TASK TO COMPLETE: Reproduce exactly, and only, the lines running from the start of the entries below to the line containing "triggers exactly one".

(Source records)
>>>>>

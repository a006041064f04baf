//! High-level async client for MagicHome-style RGB(W) LED controllers.
//!
//! This crate drives a single device over its plain TCP protocol, built on
//! top of the low-level `magichome-protocol` crate. It handles lazy
//! connection management, command encoding, reconnect-on-reset and
//! per-device command serialization.
//!
//! # Features
//!
//! - **Async I/O**: Built on tokio, with timeouts on connect and write
//! - **Lazy connection**: The connection opens on the first command
//! - **Bounded recovery**: A reset during a write triggers exactly one
//!   reconnect and resend; a second failure is returned to the caller
//! - **Serialized commands**: Concurrent callers never interleave frames
//! - **Configuration management**: TOML files and a builder API
//! - **Pluggable observability**: Connection events go to a
//!   [`ConnectionObserver`], `tracing` by default
//!
//! # Quick Start
//!
//! ```no_run
//! use magichome_client::{ChannelOrder, Config, DeviceClientBuilder};
//! use anyhow::Result;
//!
//! #[tokio::main]
//! async fn main() -> Result<()> {
//!     let config = Config::builder()
//!         .host("192.168.2.61")
//!         .channel_order(ChannelOrder::Rgb)
//!         .build()?;
//!
//!     let device = DeviceClientBuilder::new(config).build()?;
//!
//!     device.set_power(true).await?;
//!     device.set_color_rgbw(255, 255, 255, 255).await?;
//!
//!     for h in 0..360 {
//!         device.set_color_hsv(f64::from(h), 100.0, 100.0).await?;
//!     }
//!
//!     Ok(())
//! }
//! ```
//!
//! # Error Handling
//!
//! Every failure is returned to the caller of the command. Nothing is
//! retried except a connection reset during a write, and that only once.
//!
//! # Safety
//!
//! This crate is `#![forbid(unsafe_code)]` and uses only safe Rust.

#![forbid(unsafe_code)]
#![deny(
    missing_docs,
    clippy::all,
    clippy::pedantic,
    clippy::cargo
)]
#![allow(clippy::module_name_repetitions)]

// Public modules
pub mod config;
pub mod connection;
pub mod device;
pub mod errors;
pub mod messages;
pub mod observer;
pub mod transport;

// Private implementation modules
mod wire_trace;

// Optional CLI support
#[cfg(feature = "cli")]
pub mod args;

// Re-exports
pub use config::Config;
pub use device::DeviceClient;
pub use errors::MagicHomeError;
pub use magichome_protocol::{ChannelOrder, ConnectionState, Frame, Hsv, Rgb};
pub use messages::DeviceCommand;
pub use observer::{ConnectionObserver, NoopObserver, TracingObserver};
pub use transport::{Connector, TcpConnector};

use std::sync::Arc;

/// Enables or disables hex tracing of outgoing frames on the `wire` target.
///
/// Tracing starts enabled when `MAGICHOME_TRACE` is `1` or `true`.
pub fn set_wire_trace(on: bool) {
    wire_trace::set_enabled(on);
}

/// Builder for creating a device client.
///
/// # Examples
///
/// ```no_run
/// use magichome_client::{Config, DeviceClientBuilder, NoopObserver};
/// use std::sync::Arc;
/// # use anyhow::Result;
///
/// # fn example() -> Result<()> {
/// let config = Config::builder().host("192.168.2.61").build()?;
///
/// let device = DeviceClientBuilder::new(config)
///     .observer(Arc::new(NoopObserver))
///     .build()?;
/// # Ok(())
/// # }
/// ```
pub struct DeviceClientBuilder<C: Connector = TcpConnector> {
    config: Config,
    connector: C,
    observer: Arc<dyn ConnectionObserver>,
}

impl DeviceClientBuilder<TcpConnector> {
    /// Creates a new builder that connects over TCP.
    #[must_use]
    pub fn new(config: Config) -> Self {
        Self {
            config,
            connector: TcpConnector,
            observer: Arc::new(TracingObserver),
        }
    }
}

impl<C: Connector> DeviceClientBuilder<C> {
    /// Uses a custom connector to open device connections.
    #[must_use]
    pub fn connector<C2: Connector>(self, connector: C2) -> DeviceClientBuilder<C2> {
        DeviceClientBuilder {
            config: self.config,
            connector,
            observer: self.observer,
        }
    }

    /// Reports connection events to `observer` instead of `tracing`.
    #[must_use]
    pub fn observer(mut self, observer: Arc<dyn ConnectionObserver>) -> Self {
        self.observer = observer;
        self
    }

    /// Builds the client. No connection is opened yet.
    ///
    /// # Errors
    ///
    /// Returns an error if the configuration is invalid.
    pub fn build(self) -> Result<DeviceClient<C>, MagicHomeError> {
        self.config.validate()?;
        Ok(DeviceClient::from_config(
            self.config,
            self.connector,
            self.observer,
        ))
    }
}

#[cfg(test)]
mod tests {
    use super::*;

    #[test]
    fn test_builder_validates_config() {
        let config = Config::default();
        assert!(DeviceClientBuilder::new(config).build().is_err());
    }

    #[tokio::test]
    async fn test_builder_applies_config() {
        let config = Config::builder()
            .host("10.0.0.9")
            .channel_order(ChannelOrder::Brg)
            .close_after_send(true)
            .build()
            .unwrap();
        let device = DeviceClientBuilder::new(config)
            .observer(Arc::new(NoopObserver))
            .build()
            .unwrap();

        assert_eq!(device.host(), "10.0.0.9");
        assert_eq!(device.channel_order(), ChannelOrder::Brg);
        assert!(device.close_after_send());
        assert_eq!(device.state().await, ConnectionState::Disconnected);
    }
}
//! Shared test doubles for the client integration tests.
//!
//! - [`ScriptedConnector`]: in-memory connector whose connects and writes
//!   follow a script, for exercising the reset and error paths exactly.
//! - [`FakeDevice`]: a real TCP listener that decodes incoming frames.
//! - [`RecordingObserver`]: collects observer events as strings.

#![allow(dead_code)]

use magichome_client::transport::Connector;
use magichome_client::{ConnectionObserver, Frame, MagicHomeError};
use magichome_protocol::frame::{OPCODE_SET_COLOR, OPCODE_SET_POWER};
use magichome_protocol::socket::DeviceSocket;
use std::collections::VecDeque;
use std::io;
use std::pin::Pin;
use std::sync::atomic::{AtomicUsize, Ordering};
use std::sync::{Arc, Mutex};
use std::task::{Context, Poll};
use tokio::io::{AsyncReadExt, AsyncWrite};
use tokio::net::{TcpListener, TcpStream};
use tokio::sync::mpsc;

/// Split a byte log into frames, asserting every checksum.
pub fn split_frames(mut bytes: &[u8]) -> Vec<Frame> {
    let mut frames = Vec::new();
    while !bytes.is_empty() {
        let len = frame_len(bytes[0]);
        assert!(bytes.len() >= len, "truncated frame in {:02X?}", bytes);
        let frame = Frame::from_bytes(bytes[..len].to_vec())
            .unwrap_or_else(|e| panic!("corrupt frame {:02X?}: {}", &bytes[..len], e));
        frames.push(frame);
        bytes = &bytes[len..];
    }
    frames
}

fn frame_len(opcode: u8) -> usize {
    match opcode {
        OPCODE_SET_COLOR => 8,
        OPCODE_SET_POWER => 4,
        other => panic!("unknown opcode {:#04x}", other),
    }
}

#[derive(Default)]
struct ScriptState {
    connect_errors: VecDeque<Option<io::ErrorKind>>,
    write_errors: VecDeque<Option<io::ErrorKind>>,
    chunk_size: Option<usize>,
    stall_connects: bool,
    stall_writes: bool,
    connects: usize,
    shutdowns: usize,
    open: usize,
    max_open: usize,
    written: Vec<u8>,
}

/// In-memory connector driven by a script.
///
/// Each connect pops the next connect outcome and each `poll_write` pops
/// the next write outcome; an empty queue means success.
#[derive(Clone, Default)]
pub struct ScriptedConnector {
    state: Arc<Mutex<ScriptState>>,
}

impl ScriptedConnector {
    pub fn new() -> Self {
        Self::default()
    }

    /// Queue connect outcomes: `None` succeeds, `Some(kind)` fails.
    pub fn with_connects(
        self,
        outcomes: impl IntoIterator<Item = Option<io::ErrorKind>>,
    ) -> Self {
        self.state.lock().unwrap().connect_errors.extend(outcomes);
        self
    }

    /// Queue write outcomes: `None` succeeds, `Some(kind)` fails.
    pub fn with_writes(
        self,
        outcomes: impl IntoIterator<Item = Option<io::ErrorKind>>,
    ) -> Self {
        self.state.lock().unwrap().write_errors.extend(outcomes);
        self
    }

    /// Accept at most `size` bytes per write and return `Pending` between
    /// chunks, so a frame takes several polls to go out.
    pub fn with_chunked_writes(self, size: usize) -> Self {
        self.state.lock().unwrap().chunk_size = Some(size);
        self
    }

    /// Connection attempts never complete.
    pub fn with_stalled_connects(self) -> Self {
        self.state.lock().unwrap().stall_connects = true;
        self
    }

    /// Writes stay `Pending` forever without waking the task.
    pub fn with_stalled_writes(self) -> Self {
        self.state.lock().unwrap().stall_writes = true;
        self
    }

    pub fn connects(&self) -> usize {
        self.state.lock().unwrap().connects
    }

    pub fn shutdowns(&self) -> usize {
        self.state.lock().unwrap().shutdowns
    }

    pub fn open_streams(&self) -> usize {
        self.state.lock().unwrap().open
    }

    pub fn max_open_streams(&self) -> usize {
        self.state.lock().unwrap().max_open
    }

    pub fn pending_write_outcomes(&self) -> usize {
        self.state.lock().unwrap().write_errors.len()
    }

    /// Every frame successfully written, across all connections.
    pub fn frames(&self) -> Vec<Frame> {
        split_frames(&self.state.lock().unwrap().written)
    }
}

impl Connector for ScriptedConnector {
    type Stream = ScriptedStream;

    async fn connect(&self, host: &str, port: u16) -> io::Result<ScriptedStream> {
        let stall = {
            let mut state = self.state.lock().unwrap();
            state.connects += 1;
            state.stall_connects
        };
        if stall {
            std::future::pending::<()>().await;
        }

        {
            let mut state = self.state.lock().unwrap();
            if let Some(Some(kind)) = state.connect_errors.pop_front() {
                return Err(io::Error::from(kind));
            }
            state.open += 1;
            state.max_open = state.max_open.max(state.open);
        }

        Ok(ScriptedStream {
            state: Arc::clone(&self.state),
            peer: format!("{}:{}", host, port),
            yield_next: true,
        })
    }
}

pub struct ScriptedStream {
    state: Arc<Mutex<ScriptState>>,
    peer: String,
    yield_next: bool,
}

impl DeviceSocket for ScriptedStream {
    fn peer_endpoint(&self) -> String {
        self.peer.clone()
    }
}

impl AsyncWrite for ScriptedStream {
    fn poll_write(
        mut self: Pin<&mut Self>,
        cx: &mut Context<'_>,
        buf: &[u8],
    ) -> Poll<io::Result<usize>> {
        let (chunk_size, stall) = {
            let state = self.state.lock().unwrap();
            (state.chunk_size, state.stall_writes)
        };
        if stall {
            return Poll::Pending;
        }
        if let Some(size) = chunk_size {
            if self.yield_next {
                self.yield_next = false;
                cx.waker().wake_by_ref();
                return Poll::Pending;
            }
            self.yield_next = true;
            let n = size.min(buf.len());
            self.state
                .lock()
                .unwrap()
                .written
                .extend_from_slice(&buf[..n]);
            return Poll::Ready(Ok(n));
        }

        let mut state = self.state.lock().unwrap();
        if let Some(Some(kind)) = state.write_errors.pop_front() {
            return Poll::Ready(Err(io::Error::from(kind)));
        }
        state.written.extend_from_slice(buf);
        Poll::Ready(Ok(buf.len()))
    }

    fn poll_flush(self: Pin<&mut Self>, _cx: &mut Context<'_>) -> Poll<io::Result<()>> {
        Poll::Ready(Ok(()))
    }

    fn poll_shutdown(self: Pin<&mut Self>, _cx: &mut Context<'_>) -> Poll<io::Result<()>> {
        self.state.lock().unwrap().shutdowns += 1;
        Poll::Ready(Ok(()))
    }
}

impl Drop for ScriptedStream {
    fn drop(&mut self) {
        if let Ok(mut state) = self.state.lock() {
            state.open -= 1;
        }
    }
}

/// Observer that records every event as a short string.
#[derive(Default)]
pub struct RecordingObserver {
    events: Mutex<Vec<String>>,
}

impl RecordingObserver {
    pub fn events(&self) -> Vec<String> {
        self.events.lock().unwrap().clone()
    }

    pub fn count(&self, prefix: &str) -> usize {
        self.events()
            .iter()
            .filter(|e| e.starts_with(prefix))
            .count()
    }

    fn push(&self, event: String) {
        self.events.lock().unwrap().push(event);
    }
}

impl ConnectionObserver for RecordingObserver {
    fn on_connecting(&self, addr: &str) {
        self.push(format!("connecting {}", addr));
    }

    fn on_connected(&self, peer: &str) {
        self.push(format!("connected {}", peer));
    }

    fn on_connection_reset(&self, addr: &str, _error: &MagicHomeError) {
        self.push(format!("reset {}", addr));
    }

    fn on_disconnected(&self, peer: &str) {
        self.push(format!("disconnected {}", peer));
    }

    fn on_frame_sent(&self, _peer: &str, frame: &Frame) {
        self.push(format!("sent {}", frame));
    }
}

/// A device stand-in listening on a real TCP port.
///
/// Every decoded frame is forwarded with the index of the connection it
/// arrived on. With `reset_after` set, each connection is torn down with an
/// RST after that many frames.
pub struct FakeDevice {
    pub port: u16,
    accepts: Arc<AtomicUsize>,
    frames: mpsc::UnboundedReceiver<(usize, Frame)>,
}

impl FakeDevice {
    pub async fn start() -> Self {
        Self::start_with_reset(None).await
    }

    pub async fn start_with_reset(reset_after: Option<usize>) -> Self {
        let listener = TcpListener::bind("127.0.0.1:0").await.unwrap();
        let port = listener.local_addr().unwrap().port();
        let accepts = Arc::new(AtomicUsize::new(0));
        let (tx, frames) = mpsc::unbounded_channel();

        let counter = Arc::clone(&accepts);
        tokio::spawn(async move {
            loop {
                let Ok((socket, _)) = listener.accept().await else {
                    return;
                };
                let index = counter.fetch_add(1, Ordering::SeqCst);
                tokio::spawn(serve(socket, index, reset_after, tx.clone()));
            }
        });

        Self {
            port,
            accepts,
            frames,
        }
    }

    pub fn accepts(&self) -> usize {
        self.accepts.load(Ordering::SeqCst)
    }

    /// Wait for the next decoded frame.
    pub async fn next_frame(&mut self) -> (usize, Frame) {
        tokio::time::timeout(std::time::Duration::from_secs(5), self.frames.recv())
            .await
            .expect("timed out waiting for frame")
            .expect("device task ended")
    }
}

async fn serve(
    mut socket: TcpStream,
    index: usize,
    reset_after: Option<usize>,
    tx: mpsc::UnboundedSender<(usize, Frame)>,
) {
    let mut received = 0;
    loop {
        let mut opcode = [0u8; 1];
        if socket.read_exact(&mut opcode).await.is_err() {
            return;
        }
        let mut rest = vec![0u8; frame_len(opcode[0]) - 1];
        if socket.read_exact(&mut rest).await.is_err() {
            return;
        }
        let mut bytes = opcode.to_vec();
        bytes.extend_from_slice(&rest);
        let frame = Frame::from_bytes(bytes).expect("device received corrupt frame");
        let _ = tx.send((index, frame));

        received += 1;
        if reset_after == Some(received) {
            #[allow(deprecated)]
            let _ = socket.set_linger(Some(std::time::Duration::ZERO));
            return;
        }
    }
}
//! Sweep a device once around the color wheel.
//!
//! Usage:
//!   cargo run --example rainbow -- 192.168.2.61 [rgb|grb|brg]
//!
//! Set `MAGICHOME_TRACE=1` to log every frame sent.

use magichome_client::{ChannelOrder, Config, DeviceClientBuilder};
use std::env;
use std::time::Duration;
use tokio::time::sleep;
use tracing::{info, warn};

#[tokio::main]
async fn main() -> anyhow::Result<()> {
    tracing_subscriber::fmt()
        .with_env_filter(
            tracing_subscriber::EnvFilter::try_from_default_env()
                .unwrap_or_else(|_| tracing_subscriber::EnvFilter::new("info")),
        )
        .init();

    let args: Vec<String> = env::args().collect();
    if args.len() < 2 {
        eprintln!("Usage: {} <host> [rgb|grb|brg]", args[0]);
        std::process::exit(1);
    }

    let order: ChannelOrder = match args.get(2) {
        Some(order) => order.parse()?,
        None => ChannelOrder::default(),
    };

    let config = Config::builder()
        .host(args[1].as_str())
        .channel_order(order)
        .build()?;
    let device = DeviceClientBuilder::new(config).build()?;
    info!("Sweeping {} ({})", device.host(), order);

    device.set_power(true).await?;
    for hue in (0..360).step_by(5) {
        if let Err(e) = device.set_color_hsv(f64::from(hue), 100.0, 100.0).await {
            warn!("Hue {} failed: {}", hue, e);
        }
        sleep(Duration::from_millis(50)).await;
    }

    device.set_color_rgbw(0, 0, 0, 255).await?;
    device.disconnect().await;
    info!("Done");
    Ok(())
}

<<<<<

OUTPUT:
repository a006041064f04baf
//! High-level async client for MagicHome-style RGB(W) LED controllers.
//!
//! This crate drives a single device over its plain TCP protocol, built on
//! top of the low-level `magichome-protocol` crate. It handles lazy
//! connection management, command encoding, reconnect-on-reset and
//! per-device command serialization.
//!
//! # Features
//!
//! - **Async I/O**: Built on tokio, with timeouts on connect and write
//! - **Lazy connection**: The connection opens on the first command
//! - **Bounded recovery**: A reset during a write triggers exactly one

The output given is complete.